Fluid statics, often known as hydrostatics, is a branch of fluid mechanics that investigates the state of balance of a floating and submerged body, as well as the pressure in a fluid, or imposed by a fluid, on an immersed body.

The tensions between molecules that cause a liquid's surface to compress to the lowest feasible surface area.

The gauge pressure is inside the balloon can be calculated by using the following formula.

The radius r of balloon in meter = \[{\rm{0}}{\rm{.1 m}}\].

The pressure P inside the balloon is given as \[{\rm{1}}{\rm{.50 cm}}\] of water

The pressure is given by.

\(P = \rho gh\)

The formula of surface tension is:

\(\begin{array}{l}P = \frac{{4\sigma }}{r}\\\sigma = \frac{{P \times r}}{4}\end{array}\)

The surface tension is considered as the above equation.

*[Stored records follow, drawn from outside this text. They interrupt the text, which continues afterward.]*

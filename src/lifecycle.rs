//! Lifecycle state machines for modules and the runtime.
//!
//! Startup walks every declared module through a fixed sequence of phases;
//! each module tracks its own position so out-of-order hook effects (an API
//! bind from a `start` hook, an event posted before the pool exists) can be
//! rejected deterministically.
//!
//! # Module states
//!
//! ```text
//! ┌───────────────┐ init ┌─────────────┐ bind  ┌───────┐ start ┌─────────┐
//! │ Uninitialized │ ───> │ Initialized │ ────> │ Bound │ ────> │ Started │
//! └───────────────┘      └─────────────┘       └───────┘       └─────────┘
//!                                                                   │ stop
//!                                                              ┌─────────┐
//!                                                              │ Stopped │
//!                                                              └─────────┘
//! ```

use crate::error::{FwkError, FwkResult};

/// Number of bind rounds run during startup.
///
/// Two rounds let a module hand out an API in round one that it could only
/// construct after a round-zero bind of its own.
pub const BIND_ROUND_COUNT: u32 = 2;

/// Position of a module in its lifecycle.
#[derive(Debug, Clone, Copy, PartialEq, Eq, PartialOrd, Ord)]
pub enum ModuleState {
    /// Declared but not yet initialized.
    Uninitialized,
    /// `init` (and element/post init) completed.
    Initialized,
    /// All bind rounds completed.
    Bound,
    /// `start` completed; the module processes events.
    Started,
    /// `stop` completed.
    Stopped,
}

impl ModuleState {
    /// Checks an advance to `next` and returns the new state.
    ///
    /// States only ever move forward, one step at a time.
    pub fn advance(self, next: ModuleState) -> FwkResult<ModuleState> {
        let legal = matches!(
            (self, next),
            (ModuleState::Uninitialized, ModuleState::Initialized)
                | (ModuleState::Initialized, ModuleState::Bound)
                | (ModuleState::Bound, ModuleState::Started)
                | (ModuleState::Started, ModuleState::Stopped)
        );
        if legal { Ok(next) } else { Err(FwkError::State) }
    }
}

/// Phase of the runtime as a whole.
#[derive(Debug, Clone, Copy, PartialEq, Eq, PartialOrd, Ord)]
pub enum RuntimePhase {
    /// Modules are being declared; nothing is allocated yet.
    Registration,
    /// Context tables and the event pool have been allocated; module `init`
    /// hooks run.
    ModuleInit,
    /// Element `init` hooks run.
    ElementInit,
    /// `post_init` hooks run.
    PostInit,
    /// Bind rounds run; this is the only phase in which
    /// [`Runtime::bind`](crate::Runtime::bind) is permitted.
    Bind,
    /// `start` hooks run.
    Start,
    /// Startup finished; the dispatcher owns execution.
    Running,
    /// `stop` hooks have run.
    Stopped,
}

impl RuntimePhase {
    /// Whether the runtime is still starting up.
    pub fn is_startup(self) -> bool {
        self < RuntimePhase::Running
    }

    /// Whether the event pool exists in this phase.
    pub fn has_pool(self) -> bool {
        self > RuntimePhase::Registration
    }
}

By putting all the value into the equation we get :

\(\begin{array}{c}\sigma = \frac{{P \times r}}{4}\\\sigma = \frac{{\left( {\rho gh} \right) \times r}}{4}\\ = \frac{{\left( {0.015 \times 1000 \times 9.8} \right) \times 0.1}}{4}\\ = 3.68\;\,{\rm{N/m}}\end{array}\)

Therefore, surface tension of the fluid is: \[{\rm{3}}{\rm{.68 N/m}}\].